Le Dauphiné libéré

Tiuraï, à Papeete et en langage tahitien, veut dire…14 juillet. C’est du moins ce qu’affirme Patrick Pécherot dans son premier roman qu’il a dédié à la mémoire de Jean Amila. Cette courte histoire qui se nourrit des récents évènements qui ont bouleversé l’île, n’a absolument rien à voir avec les dépliants des agences de voyage vantant les îles paradisiaques, les plages de sable fin, la silhouette gracieuse des cocotiers décoiffés par la brise. Le Tahiti de Patrick Pécherot est une poudrière qui peut sauter à la moindre étincelle, et la mutinerie qui éclate à la prison de Papeete peut en être le détonateur ! D’autant que Mururoa, l’atoll des essais nucléaires, n’est pas très loin et que le héros de l’histoire, Thomas Mecker (allusion transparente à Jean Amila dont le vrai nom est Meckert), jeune journaliste aux Nouvelles, est un peu trop curieux aux yeux de l’establishment du cru. Bref, ce Tiuraï est un brûlot qui fait mouche et un document apporté à un dossier qu’en haut lieu on aurait aimé assortir du sceau « top secret ».

© Le Dauphiné libéré



Ouest France

Pour préparer son voyage à Tahiti, il y a toute la floppée des guides touristiques.

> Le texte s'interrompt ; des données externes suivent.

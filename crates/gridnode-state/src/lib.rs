//! gridnode-state — durable store for a GridNode.
//!
//! Backed by [redb](https://docs.rs/redb), holds the node's persisted
//! models, Plan state tensors, and the latest full snapshot of the object
//! store.
//!
//! # Architecture
//!
//! Model blobs are stored verbatim; tensors and snapshots are JSON-serialized
//! into redb's `&[u8]` value columns. Model and tensor ids are unique: an
//! insert for an id that is already present is rejected with
//! [`StateError::Duplicate`] and the transaction is aborted.
//!
//! The `StateStore` is `Clone` + `Send` + `Sync` (backed by `Arc<Database>`)
//! and implements both [`ModelRecords`] and [`SnapshotStore`], the contracts
//! the model manager and the command relay are written against.

pub mod error;
pub mod records;
pub mod store;
pub mod tables;

pub use error::{StateError, StateResult};
pub use records::{ModelRecords, SnapshotStore};
pub use store::StateStore;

Indispensables, mais fades pour la plupart. On peut également lire les récits d’aventures de Gerbault, London, Melville et Gauguin. Mais pour prendre le pouls de la société polynésienne, rien de mieux que le polar. Tiuraï, de Patrick Pécherot raconte l’histoire d’un journaliste qui s’ennuie sous le ciel bleu ripolin de Papeete. Entre les soirées pour touristes et les courses en scooter des mers, Thomas Mecker a le flu (spleen). Jusqu’au jour où il est confronté à une série de meurtres. Au centre de son enquête, l’atoll de Moruroa et son centre d’expérimentation atomique…L’enfer du décor. A lire pendant les 22 heures d’avion.

© Ouest France

Tahitipresse

Réédition d’un roman policier paru en 1996 chez Gallimard. Dans son enquête, un journaliste travaillant pour un quotidien de Tahiti essaie de tirer au clair une affaire de meurtre qui lui fait remonter une piste vers l’atoll du grand secret, et une certaine bombe… Avec une préface de l’auteur de romans policiers à succès, Didier Daeninckx.
Plutôt explorateur des marges, le journaliste Thomas Mecker va côtoyer une réalité mortelle à plus d’un titre. Ce n’est pas pour rien que le mot "tabou" est issu de ces îles... Des îles qui n’ont plus rien à voir avec les vahine et les colliers de fleurs, surtout avec un nom comme Mururoa... En effet, même si le titre évoque le Tiuraï, cette fête polynésienne de juillet, il est plutôt ici question de secret-défense. S’il s’agit d’une fiction, certains ont pu y lire un parallèle avec l’assassinat d’un autre journaliste… bien réel, celui-là. L’auteur connaît bien Tahiti...

© Tahitipresse.pf

(A Suivre)

Christine Ferniot

Ah, l’exotisme, les paréos, les vahinés, leur hanches ondulantes sous les fibres de palme ! Tout cela est décidément trop rare dans le polar bon teint. Et pourtant, sous le ciel toujours bleu de Tahiti, entre les pirogues et les colliers de fleurs pour adeptes du Club Med, on peut trouver de quoi s’angoisser un peu et mourir par excès de curiosité. Patrick Pécherot nous oblige à abandonner les blue lagoon et les parfums de Monoï pour plonger dans une piteuse histoire d’essais nucléaires qui ne laissent pas l’eau de l’atoll aussi propre qu’on veut le faire croire. Son héros est journaliste aux Nouvelles Dépêches. Ecrasé par ces paysages en technicolor, il soigne une douce névrose et cherche la petite bête avec ses amis bien informés. Quand un ancien prisonnier meurt mystérieusement, que la prison de l’île devient nerveuse, le reporter reprend du poil de la bête, histoire de se changer les idées. A fréquenter de près les médecins de l’hôpital, les officiels et même les flics, il apprendra beaucoup de secrets guère plus nets que les plages rongées par la radioactivité. Mais attention, pas touche à Mururoa sous peine de renvoi immédiat.